This new edition of the French classic is a particularly nested text. By which I mean it incorporates several sets of concerns, each one contained inside another.
The kernel – the central text – is a story of virtue and scandal at the court of the 16th-century French king, Henri II. This tale is told, however, from the perspective of a writer living some one hundred years later, on the periphery of Louis XIV’s court at Versailles. And this English translation was first published in 1950, its translator’s perspective undeniably coloured by 20th-century politics and privilege. Finally, this new edition – which reprints Mitford’s 1950 text with ‘its idiom unaltered’ – is introduced by Selina Hastings, famed biographer of 20th-century literary figures and herself an aristocrat.
Might this nesting be by the by? For me, no.

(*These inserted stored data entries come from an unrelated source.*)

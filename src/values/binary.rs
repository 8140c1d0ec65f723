//! Binary (hex / base64) lexical checks
//!
//! Length facets on the binary types count decoded bytes, so the lexical
//! check only has to decode far enough to find the byte length.

use crate::error::{ValueError, ValueErrorKind};
use base64::Engine;
use once_cell::sync::Lazy;
use regex::Regex;

static HEX_BINARY_REGEX: Lazy<Regex> =
    Lazy::new(|| Regex::new(r"^([0-9a-fA-F]{2})*$").unwrap());

/// Which binary text encoding a type uses
#[derive(Debug, Clone, Copy, PartialEq, Eq)]
pub enum BinaryEncoding {
    /// Two hex digits per byte
    Hex,
    /// RFC 2045 base64
    Base64,
}

impl BinaryEncoding {
    /// Canonical facet value
    pub fn as_str(self) -> &'static str {
        match self {
            BinaryEncoding::Hex => "hex",
            BinaryEncoding::Base64 => "base64",
        }
    }

    /// Parse the `encoding` facet value
    pub fn from_lexical(s: &str) -> Option<Self> {
        match s {
            "hex" => Some(BinaryEncoding::Hex),
            "base64" => Some(BinaryEncoding::Base64),
            _ => None,
        }
    }
}

/// Check well-formedness and return the decoded byte length.
pub fn decoded_length(lexical: &str, encoding: BinaryEncoding) -> Result<usize, ValueError> {
    match encoding {
        BinaryEncoding::Hex => {
            if !HEX_BINARY_REGEX.is_match(lexical) {
                return Err(ValueError::new(
                    ValueErrorKind::InvalidLexical,
                    "value is not a valid hexadecimal encoding",
                )
                .with_value(lexical));
            }
            Ok(lexical.len() / 2)
        }
        BinaryEncoding::Base64 => {
            let cleaned = lexical.replace(' ', "");
            if cleaned.is_empty() {
                return Ok(0);
            }
            base64::engine::general_purpose::STANDARD
                .decode(&cleaned)
                .map(|bytes| bytes.len())
                .map_err(|_| {
                    ValueError::new(
                        ValueErrorKind::InvalidLexical,
                        "value is not a valid base64 encoding",
                    )
                    .with_value(lexical)
                })
        }
    }
}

It is impossible to escape the sense that, when detailing the intrigues of Henri’s court, both political and romantic, Madame de Lafayette did not have those of her own milieu at the forefront of her mind. Neither can I shake the feeling that Nancy Mitford was reflecting on her own personal and political connexion, and those of her family, as she translated the novel and wrote her energetic and thorough introduction, which includes details of de Lafayette’s own life. Selina Hastings states in her preface that ‘there can have been few writers of the time more ideally equipped [than Mitford] to understand the parallels’ between the French society of the novel and that of the 1950s. Something similar might be said of Hastings herself. Her biographies of her father, ‘The Red Earl’, and of Nancy Mitford, demonstrate that she is eminently qualified to draw comparisons between her own background, Mitford’s experiences and the affairs of the heart, the head and the state detailed in Madame de Lafayette’s novel.
And this brings me onto another interesting nesting dynamic in The Princesse de Clèves. The story of the young beauty arriving at court, directed into a marriage of convenience, then tempted to betray herself for love, seems to be set within the fascinating politics of Henri II’s court. But these politics and their attendant characters – such as a young Mary Queen of Scots and a Catherine de Medici who is yet to come to power – can themselves be said to reside within a world dominated by romantic rumour; a world where on dit reigns supreme.
These interactions make the layers brought to this particular edition by author, translator and preface-writer even more thought-provoking, elevating what is a fascinating and beautifully told tale into a study of how public and private affairs blend, regardless of the era in which the occur.
Reviewed by West Camel
THE PRINCESSE DE CLÈVES
Written by Madame de Lafayette
Translated from the French by Nancy Mitford
Published by Riverrun (2018)

West Camel is a writer, reviewer and editor. He edited Dalkey Archive’s Best European Fiction 2015, and is currently working for new press Orenda Books. www.westcamel.net.